Max Otto Zitzelsberger, Bushaltestelle, Landshut, 2017 (Foto: Sebastian Schels)
Foto: Sebastian Schels
Foto: Sebastian Schels

EB: Ich bin der Meinung, dass man für eine hochstehende Baukultur überall fortgesetzt kämpfen muss.

SM: Selbst in Vorarlberg! Ich engagiere mich seit vielen Jahren als Obmann des Vorarlberger Architektur Instituts (vai). Unsere Arbeit ist Vermittlung, Vermittlung und nochmals Vermittlung. Zwar haben wir in Vorarlberg ein hohes Niveau erreicht, doch Baukultur bröckelt und degeneriert, sobald man sich nicht ständig für sie einsetzt. Wir sehen zum Beispiel, dass man für die enge Zusammenarbeit von Handwerker*innen und Architekt*innen, die Vorarlberg heute auszeichnet, immer wieder neu werben muss. Viele ruhen sich schnell auf dem Erreichten aus…

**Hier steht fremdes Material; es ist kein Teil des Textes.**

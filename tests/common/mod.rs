//! Test utilities for Tunnelrat
//!
//! This module provides common test utilities used across integration tests:
//! throwaway certificates, echo targets and tunnel configurations.

#![allow(dead_code)]

use rcgen::{BasicConstraints, CertificateParams, DnType, IsCa, KeyPair};
use std::net::SocketAddr;
use std::sync::Arc;
use tokio::io::{AsyncReadExt, AsyncWriteExt};
use tokio::net::TcpListener;
use tunnelrat::config::{
    HealthCheckConfig, PoolConfig, TcpConfig, TlsConfig, TransportKind, TunnelClientConfig, TunnelServerConfig,
};
use tunnelrat::relay::BufferPool;
use tunnelrat::tunnel::TunnelServer;

/// PEM material for one mutual-TLS deployment
pub struct TestPki {
    pub ca_pem: String,
    pub server_cert: String,
    pub server_key: String,
    pub client_cert: String,
    pub client_key: String,
}

impl TestPki {
    /// CA plus a server and a client leaf, both valid for `localhost` and
    /// `127.0.0.1`
    pub fn generate() -> Self {
        let mut ca_params = CertificateParams::new(Vec::<String>::new()).unwrap();
        ca_params.is_ca = IsCa::Ca(BasicConstraints::Unconstrained);
        ca_params
            .distinguished_name
            .push(DnType::CommonName, "tunnelrat test CA");
        let ca_key = KeyPair::generate().unwrap();
        let ca = ca_params.self_signed(&ca_key).unwrap();

        let leaf = |name: &str| {
            let mut params =
                CertificateParams::new(vec!["localhost".to_string(), "127.0.0.1".to_string()])
                    .unwrap();
            params.distinguished_name.push(DnType::CommonName, name);
            let key = KeyPair::generate().unwrap();
            let cert = params.signed_by(&key, &ca, &ca_key).unwrap();
            (cert.pem(), key.serialize_pem())
        };
        let (server_cert, server_key) = leaf("tunnelrat server");
        let (client_cert, client_key) = leaf("tunnelrat client");

        TestPki {
            ca_pem: ca.pem(),
            server_cert,
            server_key,
            client_cert,
            client_key,
        }
    }

    /// TLS settings for the tunnel server
    pub fn server_tls(&self) -> TlsConfig {
        TlsConfig {
            cert_pem: Some(self.server_cert.clone()),
            key_pem: Some(self.server_key.clone()),
            ca_pem: Some(self.ca_pem.clone()),
            ..Default::default()
        }
    }

    /// TLS settings for the tunnel client
    pub fn client_tls(&self) -> TlsConfig {
        TlsConfig {
            cert_pem: Some(self.client_cert.clone()),
            key_pem: Some(self.client_key.clone()),
            ca_pem: Some(self.ca_pem.clone()),
            ..Default::default()
        }
    }
}

/// Echo server that answers every connection until the test ends
pub async fn start_echo_server() -> SocketAddr {
    let listener = TcpListener::bind("127.0.0.1:0").await.unwrap();
    let addr = listener.local_addr().unwrap();
    tokio::spawn(async move {
        loop {
            let Ok((mut conn, _)) = listener.accept().await else {
                break;
            };
            tokio::spawn(async move {
                let (mut r, mut w) = conn.split();
                let _ = tokio::io::copy(&mut r, &mut w).await;
            });
        }
    });
    addr
}

/// Decoy web server that reads one request head and answers with a fixed page
pub async fn start_decoy_server() -> SocketAddr {
    let listener = TcpListener::bind("127.0.0.1:0").await.unwrap();
    let addr = listener.local_addr().unwrap();
    tokio::spawn(async move {
        loop {
            let Ok((mut conn, _)) = listener.accept().await else {
                break;
            };
            tokio::spawn(async move {
                let mut head = Vec::new();
                let mut buf = [0u8; 1024];
                while !head.windows(4).any(|w| w == b"\r\n\r\n") {
                    match conn.read(&mut buf).await {
                        Ok(0) | Err(_) => return,
                        Ok(n) => head.extend_from_slice(&buf[..n]),
                    }
                }
                let _ = conn.write_all(DECOY_RESPONSE).await;
                let _ = conn.shutdown().await;
            });
        }
    });
    addr
}

/// Response sent by [`start_decoy_server`]
pub const DECOY_RESPONSE: &[u8] =
    b"HTTP/1.1 404 Not Found\r\nContent-Length: 9\r\nConnection: close\r\n\r\nnot found";

/// Tunnel server configuration on an ephemeral port
pub fn server_config(transport: TransportKind, pki: Option<&TestPki>) -> TunnelServerConfig {
    let mut config = TunnelServerConfig::new("127.0.0.1:0", transport);
    config.tls = pki.map(TestPki::server_tls);
    config.handshake_timeout_secs = 2;
    config
}

/// Tunnel client configuration pointing at `addr`
pub fn client_config(
    transport: TransportKind,
    addr: SocketAddr,
    pki: Option<&TestPki>,
) -> TunnelClientConfig {
    TunnelClientConfig {
        tag: "proxy".to_string(),
        address: addr.to_string(),
        addresses: Vec::new(),
        health_check: HealthCheckConfig::default(),
        transport,
        tls: pki.map(TestPki::client_tls),
        tcp: TcpConfig::default(),
        pool_size: Some(1),
        pool: PoolConfig::default(),
        username: None,
        password: None,
        dial_timeout_secs: 5,
    }
}

/// Bind and serve a tunnel server in the background
pub async fn start_tunnel_server(config: &TunnelServerConfig) -> Arc<TunnelServer> {
    let server = Arc::new(
        TunnelServer::bind(config, BufferPool::default())
            .await
            .unwrap(),
    );
    tokio::spawn({
        let server = server.clone();
        async move { server.serve().await }
    });
    server
}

MOZ: Baukultur – was ist das eigentlich? Ist das nicht ein schwammiger Begriff, der alles und nichts meint? Ein grausiges Einfamilienhaus, das die Bauherrschaft aus tiefster Überzeugung so wollte, ist ein starkes Statement – genau wie ein schöner Bau von Marte.Marte oder Lilitt Bollinger. Ist nicht beides Baukultur?

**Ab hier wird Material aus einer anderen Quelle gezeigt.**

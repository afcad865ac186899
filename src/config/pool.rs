//! Connection pool configuration
//!
//! Defines how many physical connections a tunnel client keeps and how
//! they are re-established.

use crate::helper::BackoffConfig;
use serde::{Deserialize, Serialize};
use std::time::Duration;

/// Default number of physical connections per tunnel client
fn default_size() -> usize {
    2
}

/// Default idle timeout in seconds
fn default_idle_timeout() -> u64 {
    90
}

/// Default acquire timeout in milliseconds
fn default_acquire_timeout_ms() -> u64 {
    1000
}

/// Default connect timeout in seconds
fn default_connect_timeout() -> u64 {
    5
}

/// Default keep-alive ping interval in seconds
fn default_keepalive_interval() -> u64 {
    15
}

/// Default stream limit for one HTTP/2 client
fn default_max_streams_per_conn() -> usize {
    100
}

/// Connection pool configuration
#[derive(Debug, Serialize, Deserialize, Clone, PartialEq)]
pub struct PoolConfig {
    /// Number of physical connections (gRPC and QUIC)
    #[serde(default = "default_size")]
    pub size: usize,

    /// Idle HTTP/2 clients older than this are closed, in seconds
    #[serde(default = "default_idle_timeout")]
    pub idle_timeout: u64,

    /// How long `acquire` waits for a slot to come back, in milliseconds
    #[serde(default = "default_acquire_timeout_ms")]
    pub acquire_timeout_ms: u64,

    /// Deadline for a single physical dial, in seconds
    #[serde(default = "default_connect_timeout")]
    pub connect_timeout: u64,

    /// Keep-alive ping interval, in seconds
    #[serde(default = "default_keepalive_interval")]
    pub keepalive_interval: u64,

    /// Maximum concurrent streams on one HTTP/2 client
    #[serde(default = "default_max_streams_per_conn")]
    pub max_streams_per_conn: usize,

    /// Reconnect backoff
    #[serde(default)]
    pub backoff: BackoffConfig,
}

impl Default for PoolConfig {
    fn default() -> Self {
        PoolConfig {
            size: default_size(),
            idle_timeout: default_idle_timeout(),
            acquire_timeout_ms: default_acquire_timeout_ms(),
            connect_timeout: default_connect_timeout(),
            keepalive_interval: default_keepalive_interval(),
            max_streams_per_conn: default_max_streams_per_conn(),
            backoff: BackoffConfig::default(),
        }
    }
}

impl PoolConfig {
    /// Validate the pool configuration
    pub fn validate(&self) -> Result<(), String> {
        if self.size == 0 {
            return Err("pool size must be greater than 0".to_string());
        }
        if self.max_streams_per_conn == 0 {
            return Err("max_streams_per_conn must be greater than 0".to_string());
        }
        if self.connect_timeout == 0 {
            return Err("connect_timeout must be greater than 0".to_string());
        }
        if self.backoff.multiplier < 1.0 {
            return Err("backoff multiplier must be at least 1.0".to_string());
        }
        if !(0.0..=1.0).contains(&self.backoff.jitter) {
            return Err("backoff jitter must be between 0 and 1".to_string());
        }
        Ok(())
    }

    /// Idle timeout as a duration
    pub fn idle_timeout(&self) -> Duration {
        Duration::from_secs(self.idle_timeout)
    }

    /// Acquire timeout as a duration
    pub fn acquire_timeout(&self) -> Duration {
        Duration::from_millis(self.acquire_timeout_ms)
    }

    /// Connect timeout as a duration
    pub fn connect_timeout(&self) -> Duration {
        Duration::from_secs(self.connect_timeout)
    }

    /// Keep-alive interval as a duration
    pub fn keepalive_interval(&self) -> Duration {
        Duration::from_secs(self.keepalive_interval)
    }
}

LB: Baukultur hat mit Liebe zu tun! Es kommt nicht darauf an, wer etwas gestaltet hat oder wie es aussieht. Vieles wird aber einfach «hingeschmissen», ist nicht durchdacht, lieblos und ohne Wert. Ich kenne Beispiele, da sind Fertighäuser so unüberlegt auf dem Grundstück platziert, dass alle Fenster nach Norden gehen. Das ist einfach stupide. Es geht weniger darum, für Ästhetik zu kämpfen als vielmehr gegen Ignoranz und emotionale Kälte.

SM: Natürlich hat die Mehrheit wenig Verständnis für gute Architektur. Ich möchte auch nicht dahingehend missverstanden werden, dass jedes Gebäude höchsten gestalterischen Ansprüchen genügen muss. Aber es braucht, da stimme ich Lilitt zu, emotional geladene Bauten. Sie bringen einen Mehrwert für die Allgemeinheit! Und darauf soll und kann man hinwirken. Das vai veröffentlicht deshalb zum Beispiel regelmässig Artikel über Architektur in allgemein verständlicher Sprache in der Vorarlberger Tagespresse.

Lilitt Bollinger studierte an der ETH Zürich Architektur. 2013 gründete sie lilitt bollinger studio in Basel, später verlegte sie den Bürositz nach Nuglar. 2019 gewann sie die Auszeichnung «Goldener Hase» für das Wohnatelierhaus «Altes Weinlager» in Nuglar.
 
Stefan Marte ging zur HTL Rankweil und studierte an der Universität Innsbruck Architektur. 1993 gründete er ein gemeinsames Büro mit seinem Bruder Bernhard in Weiler. 1999 bis 2005 war er Vorstandsmitglied der Zentralvereinigung der Architekten Vorarlbergs. Seit 2005 ist er Präsident des Vorarlberger Architektur Instituts (vai).
 
Max Otto Zitzelsberger studierte Architektur an der TU München. 2010 bis 2017 war er dort Akademischer Rat am Lehrstuhl von Florian Nagler. 2011 gründete er ein eigenes Büro in München. Er ist als Juror tätig und hat seit 2019 eine Juniorprofessur an der TU Kaiserslautern inne.